Je cherche ses lèvres. Elle les dérobe avec une insistance presque insultante. Est-ce que par hasard je ne serais pas son genre, à Sophie ?

Ça me travaillerait le bol car jusqu’ici, quelles qu’aient été leurs aspirations et leurs idées préconçues, je me suis toujours débrouillé pour être le « genre » des mômes qui me plaisaient… Elle lutte longtemps, se tord comme un ver, mais ses soubresauts ne font qu’exaspérer mon désir.

J’ai envie d’elle tout à coup à en gueuler, et si elle continue, je vais me passer les nerfs sur son joli cou.

Ce qui fait et fera toujours la force des fillettes c’est le sixième sens dont elles jouissent et qui les avertit de ces sortes de choses.

Au moment où ça va craquer dans mon système nerveux, elle réalise que les choses vont mal tourner. Et, comme la mer, elle se calme brusquement. Ses belles jambes s’ouvrent comme un passage à niveau…

Elle cède, mais elle cède avec hauteur, en vaincu superbe. Si vous croyez que je me comporte en soudard, vous vous trompez. Dans ces sortes de trucs, on ne doit pas vaincre seulement par la force.

Au lieu de lui faire le coup du lapin, je me mets à la travailler sérieusement. Je n’ignore pas que les Français sont des fortiches dans ce boulot et que j’ai un lourd handicap à remonter. Mais le travail n’a jamais effrayé l’Ange Noir.

En amour j’en connais tellement long qu’à côté de moi, le Marquis de Sade passerait pour un séminariste innocent.

Au bout de dix minutes, je réussis un superbe numéro de transformation.
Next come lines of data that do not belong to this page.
//! The instrument showcase: two rows of display tables, an info button above
//! every item, and the mascot asking when the player is ready to practice.

use super::{spawn_scenery, Scene, SceneKind};
use crate::assets::AssetLibrary;
use crate::catalog::{PropDefinition, SHOWCASE_PROPS};
use crate::config::SimConfig;
use crate::dialogue::{DialogueDirector, DialogueStep, SceneRequest, StepKind};
use crate::grab::GrabSystem;
use crate::info_panel::InfoPanel;
use crate::mascot::Mascot;
use crate::overlay::Overlay;
use crate::player::CameraRig;
use crate::props::{spawn_prop, PropNodes};
use crate::targets::ExamSequencer;
use crate::ui::{UiAction, UiButtons};
use engine_core::{BillboardMode, Entity, SceneGraph, Vec3, World};
use physics::PhysicsWorld;

const SHOWCASE_SCRIPT: &[DialogueStep] = &[
    DialogueStep {
        title: "Welcome to the OpenCare showcase!",
        body: "Along the way you'll find the medical instruments used in practice, each with its own information display. Use this chance to observe and get to know every tool on show.",
        kind: StepKind::Continue,
    },
    DialogueStep {
        title: "",
        body: "Once you know these instruments, get ready to enter the practice simulation. There you'll be tested on applying what you learned in a situation close to the real thing. If anything is unclear, don't hesitate to ask me!",
        kind: StepKind::Continue,
    },
    DialogueStep {
        title: "",
        body: "Ready to run the simulation?",
        kind: StepKind::Choice {
            ready_text: "Since you're ready for the simulation, let me take you to the examination room!",
            destination: SceneRequest::Exam,
            not_ready_text: Some(
                "Since you're not ready yet, you can't move on to the next room. Take another walk around the showcase; it will help you feel prepared for the simulation!",
            ),
            exit: Some(SceneRequest::Menu),
        },
    },
];

pub fn build(assets: &AssetLibrary, _cfg: &SimConfig) -> Scene {
    let mut world = World::new();
    let mut graph = SceneGraph::new();
    let mut physics = PhysicsWorld::new();
    let mut ui = UiButtons::new();

    physics.add_ground_plane();
    let camera = CameraRig::new(&mut graph, Vec3::new(0.0, 2.0, 0.0));

    spawn_scenery(
        &mut graph,
        assets,
        "showcase_room.glb",
        Vec3::new(0.0, 0.0, 8.0),
        Vec3::new(0.5, 0.5, 0.5),
    );

    // Room bounds and display tables, all invisible static colliders.
    let walls = [
        // left, right, far, entrance
        (Vec3::new(-2.42, 2.5, 10.8), Vec3::new(0.5, 2.5, 10.0)),
        (Vec3::new(3.46, 2.5, 8.0), Vec3::new(0.5, 2.5, 10.0)),
        (Vec3::new(0.0, 2.5, 18.4), Vec3::new(5.0, 2.5, 0.5)),
        (Vec3::new(-2.0, 2.5, -2.3), Vec3::new(5.0, 2.5, 0.5)),
    ];
    for (position, half_extents) in walls {
        physics.add_static_cuboid(position, 0.0, half_extents);
    }
    let tables = [
        (Vec3::new(-1.5, 0.47, 12.0), Vec3::new(0.35, 0.8, 5.0)),
        (Vec3::new(2.5, 0.47, 12.0), Vec3::new(0.35, 0.8, 5.0)),
    ];
    for (position, half_extents) in tables {
        physics.add_static_cuboid(position, 0.0, half_extents);
    }

    // Every catalog item, isolated per prop: one broken asset must not stop
    // the rest of the room from building.
    for def in SHOWCASE_PROPS {
        match spawn_prop(&mut world, &mut graph, &mut physics, assets, def) {
            Ok(entity) => add_info_button(&mut world, &mut graph, &mut ui, entity, def),
            Err(e) => log::warn!("skipping prop {}: {e}", def.id),
        }
    }

    // The mascot follows the player around the room and takes questions.
    let pivot = graph.create_node("mascot_pivot");
    graph.set_local_position(pivot, Vec3::new(-1.6, 0.5, 1.2));
    if let Err(e) = assets.instantiate(&mut graph, pivot, "avatar.glb") {
        log::warn!("mascot model unavailable: {e}");
    }
    ui.add(pivot, "ask", 0.5, UiAction::AskMascot);
    let mascot = Mascot::new(pivot);

    // Info panel plane rides with the camera.
    let mut info_panel = InfoPanel::new();
    if let Ok(panel) = graph.create_child(camera.node, "info_panel") {
        graph.set_local_position(panel, Vec3::new(0.0, 0.0, -1.5));
        graph.set_visible(panel, false);
        info_panel.set_node(panel);
    }

    Scene {
        kind: SceneKind::Showcase,
        world,
        graph,
        physics,
        camera,
        grab: GrabSystem::new(),
        ui,
        overlay: Overlay::new(),
        info_panel,
        dialogue: DialogueDirector::new(SHOWCASE_SCRIPT),
        credits: None,
        mascot: Some(mascot),
        targets: Vec::new(),
        sequencer: ExamSequencer::new(),
        pending: None,
        ticks: 0,
    }
}

/// Float an "i" disc above a prop's wrapper, always facing the camera.
fn add_info_button(
    world: &mut World,
    graph: &mut SceneGraph,
    ui: &mut UiButtons,
    entity: Entity,
    def: &'static PropDefinition,
) {
    let Ok(nodes) = world.get::<&PropNodes>(entity).map(|n| *n) else {
        return;
    };
    let Ok(button) = graph.create_child(nodes.wrapper, format!("btn_{}", def.id)) else {
        return;
    };
    graph.set_local_position(button, Vec3::new(0.0, def.half_extents.y + 0.3, 0.0));
    graph.set_billboard(button, BillboardMode::All);
    ui.add(button, "i", 0.12, UiAction::OpenInfo(def));
}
La poulette ne pense plus du tout à m’assommer, et même ça l’ennuierait bougrement s’il m’arrivait quelque chose…

Elle gémit comme une chatte en chaleur, serre les dents, et ses yeux chavirent curieusement. Elle me serre de toutes ses forces contre elle.

Je passe vraiment un moment exceptionnel et, en toute modestie, elle aussi !

Lorsque nous redescendons sur cette putain de terre, je la regarde en souriant.

— Tu vois que tu aurais eu tort de me tuer, fais-je.

Elle en convient en son for intérieur…

— Bon, je fais, je pense que deux êtres qui viennent de vivre ça ne peuvent plus se comporter en ennemis. Moi je ne t’ai rien fait, et je te pardonne de grand cœur ce que tu m’as fait. Si tu as agi comme cela, si tu as pris des risques pareils c’est que tu es dans le merdier. Toi ou quelqu’un qui te touche de très près.